Golf – About golfing with prosthetics
A standard prosthesis can be used for playing golf. However, due the rotation of the lower limbs during a standard golf swing a torque adapter or shock absorber is ideal for dispersing the forces on the residual limb. These can either be built in to the prosthetic foot or they may be added as a component. The length of residual limb and the build height of the prosthetic foot would need to be taken in to account as to whether these components or foot choice would fit. By adding these components one reduces the strain on your residual limb, hip and/or knee joints and lower back.
Golf is possible for amputees with below knee amputations, Through knee amputations and Above knee amputations.

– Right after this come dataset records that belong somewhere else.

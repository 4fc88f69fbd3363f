// Copyright 2020 The Exonum Team
//
// Licensed under the Apache License, Version 2.0 (the "License");
// you may not use this file except in compliance with the License.
// You may obtain a copy of the License at
//
//   http://www.apache.org/licenses/LICENSE-2.0
//
// Unless required by applicable law or agreed to in writing, software
// distributed under the License is distributed on an "AS IS" BASIS,
// WITHOUT WARRANTIES OR CONDITIONS OF ANY KIND, either express or implied.
// See the License for the specific language governing permissions and
// limitations under the License.

//! Validation outcome telemetry.
//!
//! Every `validate_*` entry point builds one [`ValidationEvent`] right before
//! it returns and logs it; the event never influences the accept/reject
//! decision, it only gives a caller something to grep for the way
//! `NodeHandler::handle_consensus`'s `trace!`/`warn!` calls do for the node
//! this crate's validators were split out of.

use log::{info, warn};

use crate::crypto::Address;
use crate::error::ValidationError;
use crate::ids::ConsensusRoundIdentifier;
use crate::messages::MessageType;

/// One validation attempt's message kind, round, sender (if recovered) and
/// outcome, purely for logging.
pub(crate) struct ValidationEvent {
    kind: MessageType,
    round_identifier: ConsensusRoundIdentifier,
    sender: Option<Address>,
    outcome: Result<(), ValidationError>,
}

impl ValidationEvent {
    /// Builds the event for a just-finished validation call and logs it at
    /// `info!` on acceptance or `warn!` on rejection.
    pub(crate) fn emit(
        kind: MessageType,
        round_identifier: ConsensusRoundIdentifier,
        result: &Result<Address, ValidationError>,
    ) {
        let event = ValidationEvent {
            kind,
            round_identifier,
            sender: result.as_ref().ok().copied(),
            outcome: result.as_ref().map(|_| ()).map_err(Clone::clone),
        };
        match &event.outcome {
            Ok(()) => info!(
                "accepted {:?} from {:?} for round {}",
                event.kind, event.sender, event.round_identifier
            ),
            Err(err) => warn!(
                "rejected {:?} for round {}: {}",
                event.kind, event.round_identifier, err
            ),
        }
    }
}
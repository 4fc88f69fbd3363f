// Copyright 2020 The Exonum Team
//
// Licensed under the Apache License, Version 2.0 (the "License");
// you may not use this file except in compliance with the License.
// You may obtain a copy of the License at
//
//   http://www.apache.org/licenses/LICENSE-2.0
//
// Unless required by applicable law or agreed to in writing, software
// distributed under the License is distributed on an "AS IS" BASIS,
// WITHOUT WARRANTIES OR CONDITIONS OF ANY KIND, either express or implied.
// See the License for the specific language governing permissions and
// limitations under the License.

//! The algebraic set of IBFT payload shapes.
//!
//! Each payload implements [`Payload`], which fixes its wire type tag and its
//! conversion to/from the recursive [`Field`] tree the codec deals in.
//! `PreparedCertificate` is nested inside `RoundChangePayload` as a sum
//! alternative (present/absent), never as a sentinel value — see the design
//! notes on optional fields.

use std::convert::TryInto;

use crate::block::Block;
use crate::codec::{fixed_bytes, Field};
use crate::crypto::{Address, Digest, Signature};
use crate::error::WireError;
use crate::ids::ConsensusRoundIdentifier;
use crate::messages::signed::SignedData;

/// The one-byte tag identifying a payload's shape on the wire.
#[derive(Debug, Copy, Clone, PartialEq, Eq, Hash)]
pub enum MessageType {
    /// [`ProposalPayload`].
    Proposal = 0,
    /// [`PreparePayload`].
    Prepare = 1,
    /// [`CommitPayload`].
    Commit = 2,
    /// [`RoundChangePayload`].
    RoundChange = 3,
    /// [`NewRoundPayload`].
    NewRound = 4,
}

impl MessageType {
    /// Maps a raw wire byte to a known message type.
    pub fn from_tag(tag: u8) -> Result<Self, WireError> {
        match tag {
            0 => Ok(MessageType::Proposal),
            1 => Ok(MessageType::Prepare),
            2 => Ok(MessageType::Commit),
            3 => Ok(MessageType::RoundChange),
            4 => Ok(MessageType::NewRound),
            other => Err(WireError::UnknownMessageType(other)),
        }
    }

    /// Returns the raw wire byte for this message type.
    pub fn tag(self) -> u8 {
        self as u8
    }
}

/// A type that can appear as the payload of a [`SignedData`] envelope.
pub trait Payload: Sized + Clone + PartialEq + Eq + std::fmt::Debug {
    /// Wire type tag for this payload shape.
    const TAG: MessageType;

    /// Converts this payload into its canonical field-tree representation.
    /// This is exactly the byte string a [`crate::crypto::SignatureScheme`]
    /// recovers a signer over.
    fn to_field(&self) -> Field;

    /// Parses this payload back out of a field tree produced by `to_field`.
    fn from_field(field: Field) -> Result<Self, WireError>;

    /// Encodes this payload to its canonical wire bytes.
    fn encode(&self) -> Vec<u8> {
        self.to_field().encode()
    }
}

fn digest_field(digest: Digest) -> Field {
    Field::Bytes(digest.0.to_vec())
}

fn digest_from_field(field: Field) -> Result<Digest, WireError> {
    Ok(Digest(fixed_bytes::<32>(field)?))
}

fn address_field(address: Address) -> Field {
    Field::Bytes(address.0.to_vec())
}

fn address_from_field(field: Field) -> Result<Address, WireError> {
    Ok(Address(fixed_bytes::<20>(field)?))
}

fn round_identifier_field(id: ConsensusRoundIdentifier) -> Field {
    Field::List(vec![
        Field::UInt(id.sequence_number.0),
        Field::UInt(u64::from(id.round_number.0)),
    ])
}

fn round_identifier_from_field(field: Field) -> Result<ConsensusRoundIdentifier, WireError> {
    let items = field.into_list()?;
    let [sequence_number, round_number]: [Field; 2] = items
        .try_into()
        .map_err(|_| WireError::MalformedFrame("round identifier needs 2 fields".into()))?;
    let sequence_number = sequence_number.into_uint()?;
    let round_number = round_number.into_uint()?;
    if round_number > u64::from(u32::MAX) {
        return Err(WireError::MalformedFrame("round number overflows u32".into()));
    }
    Ok(ConsensusRoundIdentifier::new(sequence_number, round_number as u32))
}

fn block_field(block: &Block) -> Field {
    Field::List(vec![
        Field::UInt(block.number),
        digest_field(block.hash),
        digest_field(block.seal_hash),
        Field::Bytes(block.body.clone()),
    ])
}

fn block_from_field(field: Field) -> Result<Block, WireError> {
    let items = field.into_list()?;
    let [number, hash, seal_hash, body]: [Field; 4] = items
        .try_into()
        .map_err(|_| WireError::MalformedFrame("block needs 4 fields".into()))?;
    Ok(Block {
        number: number.into_uint()?,
        hash: digest_from_field(hash)?,
        seal_hash: digest_from_field(seal_hash)?,
        body: body.into_bytes()?,
    })
}

fn signature_field(signature: &Signature) -> Field {
    Field::Bytes(signature.0.to_vec())
}

fn signature_from_field(field: Field) -> Result<Signature, WireError> {
    Ok(Signature(fixed_bytes::<65>(field)?))
}

/// Encodes a [`SignedData<P>`] as the two-field list `[payload_list, signature]`.
pub(crate) fn signed_data_field<P: Payload>(data: &SignedData<P>) -> Field {
    Field::List(vec![data.payload().to_field(), signature_field(data.signature())])
}

/// Decodes a [`SignedData<P>`] from a two-field list.
pub(crate) fn signed_data_from_field<P: Payload>(
    field: Field,
) -> Result<SignedData<P>, WireError> {
    let items = field.into_list()?;
    let [payload, signature]: [Field; 2] = items
        .try_into()
        .map_err(|_| WireError::MalformedFrame("signed data needs 2 fields".into()))?;
    Ok(SignedData::new(
        P::from_field(payload)?,
        signature_from_field(signature)?,
    ))
}

/// `(round_identifier, block)`. The proposer's candidate block for a round.
#[derive(Debug, Clone, PartialEq, Eq)]
pub struct ProposalPayload {
    /// Round this proposal advances to.
    pub round_identifier: ConsensusRoundIdentifier,
    /// The candidate block.
    pub block: Block,
}

impl Payload for ProposalPayload {
    const TAG: MessageType = MessageType::Proposal;

    fn to_field(&self) -> Field {
        Field::List(vec![
            round_identifier_field(self.round_identifier),
            block_field(&self.block),
        ])
    }

    fn from_field(field: Field) -> Result<Self, WireError> {
        let items = field.into_list()?;
        let [round_identifier, block]: [Field; 2] = items
            .try_into()
            .map_err(|_| WireError::MalformedFrame("proposal needs 2 fields".into()))?;
        Ok(ProposalPayload {
            round_identifier: round_identifier_from_field(round_identifier)?,
            block: block_from_field(block)?,
        })
    }
}

/// `(round_identifier, digest)`. A vote that a well-formed proposal was seen.
#[derive(Debug, Clone, PartialEq, Eq)]
pub struct PreparePayload {
    /// Round this prepare targets.
    pub round_identifier: ConsensusRoundIdentifier,
    /// Hash of the block the sender claims to have seen proposed.
    pub digest: Digest,
}

impl Payload for PreparePayload {
    const TAG: MessageType = MessageType::Prepare;

    fn to_field(&self) -> Field {
        Field::List(vec![
            round_identifier_field(self.round_identifier),
            digest_field(self.digest),
        ])
    }

    fn from_field(field: Field) -> Result<Self, WireError> {
        let items = field.into_list()?;
        let [round_identifier, digest]: [Field; 2] = items
            .try_into()
            .map_err(|_| WireError::MalformedFrame("prepare needs 2 fields".into()))?;
        Ok(PreparePayload {
            round_identifier: round_identifier_from_field(round_identifier)?,
            digest: digest_from_field(digest)?,
        })
    }
}

/// `(round_identifier, digest, commit_seal)`. A validator's final vote.
#[derive(Debug, Clone, PartialEq, Eq)]
pub struct CommitPayload {
    /// Round this commit targets.
    pub round_identifier: ConsensusRoundIdentifier,
    /// Hash of the committed block.
    pub digest: Digest,
    /// Signature over the block's committed-seal hash.
    pub commit_seal: Signature,
}

impl Payload for CommitPayload {
    const TAG: MessageType = MessageType::Commit;

    fn to_field(&self) -> Field {
        Field::List(vec![
            round_identifier_field(self.round_identifier),
            digest_field(self.digest),
            signature_field(&self.commit_seal),
        ])
    }

    fn from_field(field: Field) -> Result<Self, WireError> {
        let items = field.into_list()?;
        let [round_identifier, digest, commit_seal]: [Field; 3] = items
            .try_into()
            .map_err(|_| WireError::MalformedFrame("commit needs 3 fields".into()))?;
        Ok(CommitPayload {
            round_identifier: round_identifier_from_field(round_identifier)?,
            digest: digest_from_field(digest)?,
            commit_seal: signature_from_field(commit_seal)?,
        })
    }
}

/// Evidence that a block was prepared (quorum of prepares observed the
/// proposal) at some earlier round.
#[derive(Debug, Clone, PartialEq, Eq)]
pub struct PreparedCertificate {
    /// The proposal the quorum prepared.
    pub proposal: SignedData<ProposalPayload>,
    /// The quorum of prepares endorsing that proposal.
    pub prepares: Vec<SignedData<PreparePayload>>,
}

impl PreparedCertificate {
    fn to_field(&self) -> Field {
        Field::List(vec![
            signed_data_field(&self.proposal),
            Field::List(self.prepares.iter().map(signed_data_field).collect()),
        ])
    }

    fn from_field(field: Field) -> Result<Self, WireError> {
        let items = field.into_list()?;
        let [proposal, prepares]: [Field; 2] = items
            .try_into()
            .map_err(|_| WireError::MalformedFrame("prepared certificate needs 2 fields".into()))?;
        let proposal = signed_data_from_field(proposal)?;
        let prepares = prepares
            .into_list()?
            .into_iter()
            .map(signed_data_from_field)
            .collect::<Result<Vec<_>, _>>()?;
        Ok(PreparedCertificate { proposal, prepares })
    }
}

/// `(round_change_identifier, prepared_certificate?)`. A request to abandon
/// the current round, optionally carrying evidence of an earlier preparation.
#[derive(Debug, Clone, PartialEq, Eq)]
pub struct RoundChangePayload {
    /// Round the sender wants to move to.
    pub round_change_identifier: ConsensusRoundIdentifier,
    /// Evidence of an earlier preparation, if any.
    pub prepared_certificate: Option<PreparedCertificate>,
}

impl Payload for RoundChangePayload {
    const TAG: MessageType = MessageType::RoundChange;

    fn to_field(&self) -> Field {
        let certificate_field = match &self.prepared_certificate {
            Some(certificate) => Field::List(vec![certificate.to_field()]),
            None => Field::List(vec![]),
        };
        Field::List(vec![
            round_identifier_field(self.round_change_identifier),
            certificate_field,
        ])
    }

    fn from_field(field: Field) -> Result<Self, WireError> {
        let items = field.into_list()?;
        let [round_change_identifier, certificate_field]: [Field; 2] = items
            .try_into()
            .map_err(|_| WireError::MalformedFrame("round change needs 2 fields".into()))?;
        let mut certificate_items = certificate_field.into_list()?;
        let prepared_certificate = match certificate_items.len() {
            0 => None,
            1 => Some(PreparedCertificate::from_field(certificate_items.remove(0))?),
            _ => {
                return Err(WireError::MalformedFrame(
                    "optional prepared certificate must be 0 or 1 items".into(),
                ))
            }
        };
        Ok(RoundChangePayload {
            round_change_identifier: round_identifier_from_field(round_change_identifier)?,
            prepared_certificate,
        })
    }
}

/// A set of signed round-change votes collected to justify advancing to a
/// new round.
#[derive(Debug, Clone, PartialEq, Eq)]
pub struct RoundChangeCertificate {
    /// The collected round-change votes.
    pub payloads: Vec<SignedData<RoundChangePayload>>,
}

impl RoundChangeCertificate {
    fn to_field(&self) -> Field {
        Field::List(self.payloads.iter().map(signed_data_field).collect())
    }

    fn from_field(field: Field) -> Result<Self, WireError> {
        let payloads = field
            .into_list()?
            .into_iter()
            .map(signed_data_from_field)
            .collect::<Result<Vec<_>, _>>()?;
        Ok(RoundChangeCertificate { payloads })
    }
}

/// `(round_change_identifier, round_change_certificate, proposal)`. Sent by
/// the proposer of the new round to announce the round-change and its
/// candidate block in one message.
#[derive(Debug, Clone, PartialEq, Eq)]
pub struct NewRoundPayload {
    /// Round being moved to.
    pub round_change_identifier: ConsensusRoundIdentifier,
    /// Evidence justifying the move.
    pub round_change_certificate: RoundChangeCertificate,
    /// The new round's proposal.
    pub proposal: SignedData<ProposalPayload>,
}

impl Payload for NewRoundPayload {
    const TAG: MessageType = MessageType::NewRound;

    fn to_field(&self) -> Field {
        Field::List(vec![
            round_identifier_field(self.round_change_identifier),
            self.round_change_certificate.to_field(),
            signed_data_field(&self.proposal),
        ])
    }

    fn from_field(field: Field) -> Result<Self, WireError> {
        let items = field.into_list()?;
        let [round_change_identifier, certificate, proposal]: [Field; 3] = items
            .try_into()
            .map_err(|_| WireError::MalformedFrame("new round needs 3 fields".into()))?;
        Ok(NewRoundPayload {
            round_change_identifier: round_identifier_from_field(round_change_identifier)?,
            round_change_certificate: RoundChangeCertificate::from_field(certificate)?,
            proposal: signed_data_from_field(proposal)?,
        })
    }
}
// Copyright 2020 The Exonum Team
//
// Licensed under the Apache License, Version 2.0 (the "License");
// you may not use this file except in compliance with the License.
// You may obtain a copy of the License at
//
//   http://www.apache.org/licenses/LICENSE-2.0
//
// Unless required by applicable law or agreed to in writing, software
// distributed under the License is distributed on an "AS IS" BASIS,
// WITHOUT WARRANTIES OR CONDITIONS OF ANY KIND, either express or implied.
// See the License for the specific language governing permissions and
// limitations under the License.

//! `Commit` message validation.

use crate::block::BlockRef;
use crate::crypto::{Address, SignatureScheme};
use crate::error::ValidationError;
use crate::ids::ConsensusRoundIdentifier;
use crate::messages::{CommitPayload, MessageType, SignedData};
use crate::validation::context::{ChainContext, ValidatorSet};
use crate::validation::event::ValidationEvent;
use crate::validation::{check_height, check_is_validator};

/// Validates a `Commit` against the round and block it is expected to
/// finalize, and returns the recovered sender on success.
///
/// Beyond the common height/signer checks, a commit must: target the
/// expected round, target the given block's hash, and carry a `commit_seal`
/// that the same sender produced over that block's `committed_seal_hash`
/// (not its plain hash, so a commit seal can never be replayed as a generic
/// message signature over the block).
pub fn validate_commit<C: ValidatorSet + ChainContext>(
    signed: &SignedData<CommitPayload>,
    expected_round_identifier: ConsensusRoundIdentifier,
    expected_block: &dyn BlockRef,
    context: &C,
    scheme: &dyn SignatureScheme,
) -> Result<Address, ValidationError> {
    let result = check_commit(signed, expected_round_identifier, expected_block, context, scheme);
    ValidationEvent::emit(MessageType::Commit, expected_round_identifier, &result);
    result
}

fn check_commit<C: ValidatorSet + ChainContext>(
    signed: &SignedData<CommitPayload>,
    expected_round_identifier: ConsensusRoundIdentifier,
    expected_block: &dyn BlockRef,
    context: &C,
    scheme: &dyn SignatureScheme,
) -> Result<Address, ValidationError> {
    check_height(expected_round_identifier, context)?;

    let payload = signed.payload();
    if payload.round_identifier != expected_round_identifier {
        return Err(ValidationError::EmbeddedMismatch(
            "commit targets a different round than expected",
        ));
    }

    let sender = signed.sender(scheme)?;
    let validators = context.validators_at(expected_round_identifier.sequence_number);
    check_is_validator(sender, validators)?;

    if payload.digest != expected_block.hash() {
        return Err(ValidationError::EmbeddedMismatch(
            "commit digest does not match the expected block's hash",
        ));
    }

    let seal_bytes = expected_block.committed_seal_hash().as_bytes().to_vec();
    let seal_signer = scheme.recover_signer(&seal_bytes, &payload.commit_seal)?;
    if seal_signer != sender {
        return Err(ValidationError::EmbeddedMismatch(
            "commit seal was not produced by the message sender",
        ));
    }

    Ok(sender)
}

A Golf prosthesis can be either suspended by suction with a silicone liner or with pin lock and a silicone liner depending on the level of amputation.
Most above knee amputees as well as through knee amputees would require a prosthetic knee joint that is stable, especially on slopes and uneven terrain. If you are not already on a knee joint that offer these features, your knee joint would have to be upgraded. A knee joint without these features would feel like it wants to unlock when on a slope or uneven terrain. There are many knee joints on the market that offer this essential stability on undulating terrain. Please consult your prosthetist about the options available if you are having problems with your current knee joint.
The most important aspect of a Golf prosthesis is shock absorption and torque. The shock absorption and torque reduces strain on your residual limb as well as all your remaining anatomical boney joints and soft tissue structures. There are feet on the market that offer these features as well as adapters that can be put onto your existing prosthesis.